INPUT RECORDS:

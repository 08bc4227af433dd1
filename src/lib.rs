//! Rule-based recommendations for rental listings: a pure decision engine plus the HTTP and
//! command-line surfaces that expose it.

pub mod cli;
pub mod config;
pub mod decision;
pub mod error;
pub mod http;
pub mod input;
mod server;
pub mod telemetry;

pub use decision::{
    Decision, DecisionEngine, DemandLevel, Evaluation, ListingId, ListingSnapshot, PriceSignal,
    RankedListing, Verdict, ViewerContext,
};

TASK DIRECTIONS:
The records are to be repeated in full, exactly as they stand.

EXPECTED ANSWER:
repository 08bc4227af433dd1
filename src/lib.rs
//! Rule-based recommendations for rental listings: a pure decision engine plus the HTTP and
//! command-line surfaces that expose it.

pub mod cli;
pub mod config;
pub mod decision;
pub mod error;
pub mod http;
pub mod input;
mod server;
pub mod telemetry;

pub use decision::{
    Decision, DecisionEngine, DemandLevel, Evaluation, ListingId, ListingSnapshot, PriceSignal,
    RankedListing, Verdict, ViewerContext,
};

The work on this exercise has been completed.